The Naked Gun, 2025, 1 ½ stars

The Naked Gun  misfires

Neeson no Nielsen, Schaffer no Zucker

Exclusive to MeierMovies, October 3, 2025

As Monty Python taught us, there is a knack to walking silly. And if you don’t have the moves, your silly will soon stroll stupid.

And so it goes for The Naked Gun, the reboot of that beloved spoof franchise from the ‘80s and early ‘90s. The new film is set in the present, and the original policemen (Leslie Nielsen’s Frank Drebin and George Kennedy’s Ed Hocken) are long gone. So this movie follows the shenanigans of their sons, Frank Jr. (Liam Neeson) and Ed Jr. (Paul Walter Hauser), plus new characters such as a femme fatale (Pamela Anderson) and a villain (Danny Huston), who – in a plot that is over-the-top even for a Naked Gun flick – has designs on essentially destroying the world.

David and Jerry Zucker, and Jim Abrahams, created the original Police Squad! TV show and the subsequent films, imbuing them with the appropriate sensibility. Though they clearly cherish the franchise and fill their new movie with cinematic nostalgia, writer-director Akiva Schaffer (Hot Rod, The Watch) and fellow writers Dan Gregor and Doug Mand are often left grasping for something they can’t quite capture. Despite some fun moments and sporadic chuckles, the new Naked is too frequently exposed for what it really is: a cheap knock-off.

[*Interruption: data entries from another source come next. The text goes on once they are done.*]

//! # Grammar for network descriptions
//! ```BNF
//! @eol_comments   ::  /#.*?$/
//!
//! net         = ${statement}* ;
//! statement   = network | variable | evidence ;
//! network     = 'network' name ';' ;
//! variable    = 'variable' name states ['|' parents] ['=' table] ';' ;
//! evidence    = 'evidence' name '=' name ';' ;
//! states      = '[' name ${',' name}* ']' ;
//! parents     = name ${',' name}* ;
//! table       = '[' number ${',' number}* ']' ;
//! name        = regex: [a-zA-Z0-9_\-]+ ;
//! number      = regex: [0-9\.eE\+\-]+ ;
//! ```
//!
//! Tables list one row per combination of parent states, the first parent
//! varying the slowest, each row holding the probability of every state of
//! the variable in declaration order. Parents may be declared after their children.
//!
//! ```text
//! network sprinkler;
//! variable cloudy [true, false] = [0.5, 0.5];
//! variable rain [true, false] | cloudy = [0.8, 0.2, 0.2, 0.8];
//! evidence rain = true;
//! ```
use std::fmt::Write;
use std::str::FromStr;

use nom::{
    branch::alt,
    bytes::complete::{tag, take_while1},
    character::complete::{char, multispace0, multispace1},
    combinator::{cut, opt},
    error::{ErrorKind, ParseError},
    multi::{many0, separated_list1},
    sequence::{delimited, preceded, tuple},
};

use crate::net::is_name_char;
use crate::{Net, ParseErr};

type IResult<'a, O> = nom::IResult<&'a str, O, ParseErrB<'a>>;

const FRAGMENT_LEN: usize = 40;

#[derive(Debug, PartialEq)]
enum ParseErrB<'a> {
    Nom(&'a str, ErrorKind),
    Expected(&'static str, &'a str),
}

impl<'a> ParseError<&'a str> for ParseErrB<'a> {
    fn from_error_kind(input: &'a str, kind: ErrorKind) -> Self {
        ParseErrB::Nom(input, kind)
    }

    fn append(_: &'a str, _: ErrorKind, other: Self) -> Self {
        other
    }
}

impl<'a> From<ParseErrB<'a>> for ParseErr {
    fn from(err: ParseErrB<'a>) -> ParseErr {
        match err {
            ParseErrB::Nom(input, _) => ParseErr::Syntax(fragment(input)),
            ParseErrB::Expected(expected, input) => ParseErr::Expected {
                expected,
                found: fragment(input),
            },
        }
    }
}

fn fragment(input: &str) -> String {
    let line = input.trim_start().lines().next().unwrap_or("");
    if line.is_empty() {
        "end of input".to_owned()
    } else {
        line.chars().take(FRAGMENT_LEN).collect()
    }
}

#[derive(Debug, PartialEq)]
enum Statement<'a> {
    Network(&'a str),
    Variable(VarDecl<'a>),
    Evidence(&'a str, &'a str),
}

#[derive(Debug, PartialEq)]
struct VarDecl<'a> {
    name: &'a str,
    states: Vec<&'a str>,
    parents: Vec<&'a str>,
    table: Option<Vec<f64>>,
}

/// Parses a network description, see the module docs for the format.
pub fn parse_net(source: &str) -> Result<Net, ParseErr> {
    let clean = remove_comments(source);
    let statements = match statements(&clean) {
        Ok((_, statements)) => statements,
        Err(nom::Err::Error(err)) | Err(nom::Err::Failure(err)) => return Err(err.into()),
        Err(nom::Err::Incomplete(_)) => return Err(ParseErr::Syntax(fragment(""))),
    };
    build_net(statements)
}

/// Writes a network (and its evidence) in the description format.
pub fn write_net(net: &Net) -> String {
    let mut out = String::new();
    let vars = net.variables();
    // writing to a String never fails
    let _ = writeln!(out, "network {};", net.name());
    for var in vars {
        let _ = write!(out, "variable {} [{}]", var.name(), var.states().join(", "));
        if !var.parents().is_empty() {
            let parents: Vec<&str> = var.parents().iter().map(|p| vars[*p].name()).collect();
            let _ = write!(out, " | {}", parents.join(", "));
        }
        if let Some(table) = var.table() {
            let probs: Vec<String> = table.as_slice().iter().map(|p| p.to_string()).collect();
            let _ = write!(out, " = [{}]", probs.join(", "));
        }
        out.push_str(";\n");
    }
    for (var, state) in net.evidence_iter() {
        let _ = writeln!(out, "evidence {} = {};", var, state);
    }
    out
}

fn remove_comments(input: &str) -> String {
    let mut clean = String::with_capacity(input.len());
    for line in input.lines() {
        let code = match line.find('#') {
            Some(pos) => &line[..pos],
            None => line,
        };
        clean.push_str(code);
        clean.push('\n');
    }
    clean
}

fn build_net(statements: Vec<Statement>) -> Result<Net, ParseErr> {
    let mut net = Net::default();
    let mut decls = Vec::new();
    let mut evidence = Vec::new();
    for statement in statements {
        match statement {
            Statement::Network(name) => net.set_name(name),
            Statement::Variable(decl) => {
                net.add_variable(decl.name, &decl.states)?;
                decls.push(decl);
            }
            Statement::Evidence(var, state) => evidence.push((var, state)),
        }
    }
    for decl in &decls {
        for parent in &decl.parents {
            net.add_edge(parent, decl.name)?;
        }
    }
    for decl in decls {
        if let Some(table) = decl.table {
            net.set_probabilities(decl.name, table)?;
        }
    }
    for (var, state) in evidence {
        net.add_evidence(var, state)?;
    }
    log::debug!(
        "parsed network `{}` with {} variables",
        net.name(),
        net.variables().len()
    );
    Ok(net)
}

fn statements(input: &str) -> IResult<Vec<Statement>> {
    let (i, statements) = many0(alt((network_decl, variable_decl, evidence_decl)))(input)?;
    let (i, _) = multispace0::<_, ParseErrB>(i)?;
    if !i.is_empty() {
        return Err(nom::Err::Failure(ParseErrB::Nom(i, ErrorKind::Eof)));
    }
    Ok((i, statements))
}

// network = 'network' name ';' ;
fn network_decl(input: &str) -> IResult<Statement> {
    let (i, _) = keyword("network")(input)?;
    let (i, (name, _)) = cut(tuple((identifier, symbol(';', ";"))))(i)?;
    Ok((i, Statement::Network(name)))
}

// variable = 'variable' name states ['|' parents] ['=' table] ';' ;
fn variable_decl(input: &str) -> IResult<Statement> {
    let (i, _) = keyword("variable")(input)?;
    let (i, name) = cut(identifier)(i)?;
    let (i, states) = cut(list(identifier))(i)?;
    let (i, parents) = opt(preceded(
        symbol('|', "|"),
        cut(separated_list1(
            symbol(',', ","),
            preceded(multispace0, identifier),
        )),
    ))(i)?;
    let (i, table) = opt(preceded(symbol('=', "="), cut(list(number))))(i)?;
    let (i, _) = cut(symbol(';', ";"))(i)?;
    Ok((
        i,
        Statement::Variable(VarDecl {
            name,
            states,
            parents: parents.unwrap_or_default(),
            table,
        }),
    ))
}

// evidence = 'evidence' name '=' name ';' ;
fn evidence_decl(input: &str) -> IResult<Statement> {
    let (i, _) = keyword("evidence")(input)?;
    let (i, (var, _, _, state, _)) = cut(tuple((
        identifier,
        symbol('=', "="),
        multispace0,
        identifier,
        symbol(';', ";"),
    )))(i)?;
    Ok((i, Statement::Evidence(var, state)))
}

/// A keyword at the start of a statement, followed by at least one blank.
fn keyword<'a>(kw: &'static str) -> impl Fn(&'a str) -> IResult<'a, &'a str> {
    move |input: &'a str| {
        let (i, _) = multispace0::<_, ParseErrB>(input)?;
        let (i, word) = tag::<_, _, ParseErrB>(kw)(i)?;
        let (i, _) = multispace1::<_, ParseErrB>(i)?;
        Ok((i, word))
    }
}

/// A single character token, optionally preceded by blanks.
fn symbol<'a>(c: char, name: &'static str) -> impl Fn(&'a str) -> IResult<'a, char> {
    move |input: &'a str| {
        let (i, _) = multispace0::<_, ParseErrB>(input)?;
        char::<_, ParseErrB>(c)(i).map_err(|_| nom::Err::Error(ParseErrB::Expected(name, i)))
    }
}

// '[' item ${',' item}* ']'
fn list<'a, O, F>(item: F) -> impl FnMut(&'a str) -> IResult<'a, Vec<O>>
where
    F: FnMut(&'a str) -> IResult<'a, O>,
{
    delimited(
        symbol('[', "["),
        separated_list1(symbol(',', ","), preceded(multispace0, item)),
        symbol(']', "]"),
    )
}

fn identifier(input: &str) -> IResult<&str> {
    take_while1::<_, _, ParseErrB>(is_name_char)(input)
        .map_err(|_| nom::Err::Error(ParseErrB::Expected("name", input)))
}

fn number(input: &str) -> IResult<f64> {
    let expected = || nom::Err::Error(ParseErrB::Expected("number", input));
    let (i, digits) = take_while1::<_, _, ParseErrB>(|c: char| {
        c.is_ascii_digit() || c == '.' || c == 'e' || c == 'E' || c == '-' || c == '+'
    })(input)
    .map_err(|_| expected())?;
    let n = f64::from_str(digits).map_err(|_| expected())?;
    Ok((i, n))
}

#[cfg(test)]
mod test {
    use super::*;
    use crate::net::test::sprinkler;
    use crate::NetError;

    const SPRINKLER: &str = include_str!("../../../demos/sprinkler.sbn");

    #[test]
    fn parse_variable() {
        let (rest, statement) =
            variable_decl(" variable wet-grass [yes, no] | a , b = [ 1, 0, 0.5,0.5 ];x").unwrap();
        assert_eq!(rest, "x");
        assert_eq!(
            statement,
            Statement::Variable(VarDecl {
                name: "wet-grass",
                states: vec!["yes", "no"],
                parents: vec!["a", "b"],
                table: Some(vec![1.0, 0.0, 0.5, 0.5]),
            })
        );

        let (_, statement) = variable_decl("variable a [x];").unwrap();
        assert_eq!(
            statement,
            Statement::Variable(VarDecl {
                name: "a",
                states: vec!["x"],
                parents: vec![],
                table: None,
            })
        );
    }

    #[test]
    fn parse_evidence_and_name() {
        assert_eq!(
            evidence_decl("evidence rain = true;"),
            Ok(("", Statement::Evidence("rain", "true")))
        );
        assert_eq!(
            network_decl("network alarm ;"),
            Ok(("", Statement::Network("alarm")))
        );
    }

    #[test]
    fn parse_sprinkler() {
        let net: Net = SPRINKLER.parse().unwrap();
        assert_eq!(net.name(), "sprinkler");
        assert_eq!(net.variables().len(), 4);
        assert!(net.validate().is_ok());
        let reference = sprinkler();
        for (parsed, built) in net.variables().iter().zip(reference.variables()) {
            assert_eq!(parsed.name(), built.name());
            assert_eq!(parsed.states(), built.states());
            assert_eq!(parsed.parents(), built.parents());
            assert_eq!(parsed.table(), built.table());
        }
        let evidence: Vec<_> = net.evidence_iter().collect();
        assert_eq!(evidence, vec![("wet_grass", "true")]);
    }

    #[test]
    fn forward_references() {
        let net = parse_net(
            "variable b [t, f] | a = [0.9, 0.1, 0.2, 0.8];
             variable a [t, f] = [0.3, 0.7];",
        )
        .unwrap();
        assert_eq!(net.variable("b").unwrap().parents(), &[1]);
    }

    #[test]
    fn write_then_parse() {
        let mut net = sprinkler();
        net.add_evidence("rain", "false").unwrap();
        let source = write_net(&net);
        let parsed = parse_net(&source).unwrap();
        assert_eq!(write_net(&parsed), source);
    }

    #[test]
    fn syntax_errors() {
        assert_eq!(
            parse_net("variable a [x, y] = [0.5, 0.5]").err(),
            Some(ParseErr::Expected {
                expected: ";",
                found: "end of input".into()
            })
        );
        assert_eq!(
            parse_net("variable a x, y];").err(),
            Some(ParseErr::Expected {
                expected: "[",
                found: "x, y];".into()
            })
        );
        assert_eq!(
            parse_net("variable a [x] = [0.5, abc];").err(),
            Some(ParseErr::Expected {
                expected: "]",
                found: ", abc];".into()
            })
        );
        assert_eq!(
            parse_net("varable a [x];").unwrap_err(),
            ParseErr::Syntax("varable a [x];".into())
        );
    }

    #[test]
    fn semantic_errors() {
        assert_eq!(
            parse_net("variable a [x, y] | b = [0.5, 0.5];").unwrap_err(),
            ParseErr::Net(NetError::UnknownVariable("b".into()))
        );
        assert!(matches!(
            parse_net("variable a [x, y] = [0.5, 0.6];"),
            Err(ParseErr::Net(NetError::RowNotNormalized { .. }))
        ));
        assert!(matches!(
            parse_net("variable a [x, y] = [0.5, 0.5]; evidence a = z;"),
            Err(ParseErr::Evidence(_))
        ));
    }

    #[test]
    fn written_names_parse_back() {
        let mut net = Net::new("My Garden");
        assert_eq!(net.name(), "my_garden");
        net.add_variable("Soil Moisture", &["Dry", "wet-ish"]).unwrap();
        net.set_probabilities("soil_moisture", vec![0.3, 0.7]).unwrap();
        assert_eq!(
            net.add_variable("temp.c", &["lo", "hi"]),
            Err(NetError::InvalidName("temp.c".into()))
        );

        let source = write_net(&net);
        let parsed = parse_net(&source).unwrap();
        assert_eq!(parsed.name(), "my_garden");
        assert_eq!(
            parsed.variable("soil_moisture").unwrap().states(),
            &["dry".to_owned(), "wet_ish".to_owned()]
        );
        assert_eq!(write_net(&parsed), source);
    }

    #[test]
    fn comments_are_ignored() {
        let net = parse_net(
            "# a single coin
             variable coin [heads, tails] = [0.5, 0.5]; # fair",
        )
        .unwrap();
        assert_eq!(net.variables().len(), 1);
    }
}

The elephant in this review is the fact that Anderson and Neeson (Schindler’s List notwithstanding) have simply never been very good actors. And despite their apparent real-life chemistry, they seem miscast, stretching or squeezing themselves to fill the gumshoes of Nielsen and the original films’ bombshell, Priscilla Presley, who, thanks to their cinematic alchemy and a pitch-perfect, noir-style script, made the original 1988 film memorable. Smell of Fear, from 1991, didn’t have quite the same scent but was still good fun. Only with 1994’s Final Insult did the series wear out its welcome.

Regrettably, Neeson and Anderson’s welcome is exhausted from the get-go, as Schaffer opts mostly for action instead of the original series’ trademark droll goofiness and old-fashioned slapstick. Admittedly, there are some fun sight gags, and a great joke referencing O.J. Simpson, who played Detective Nordberg in the originals. One hates to use the word “subtle” to describe those earlier films, but they did contain an understated quality that has gotten lost in the reboot. Despite the plethora of dad jokes, this isn’t your father’s Naked Gun.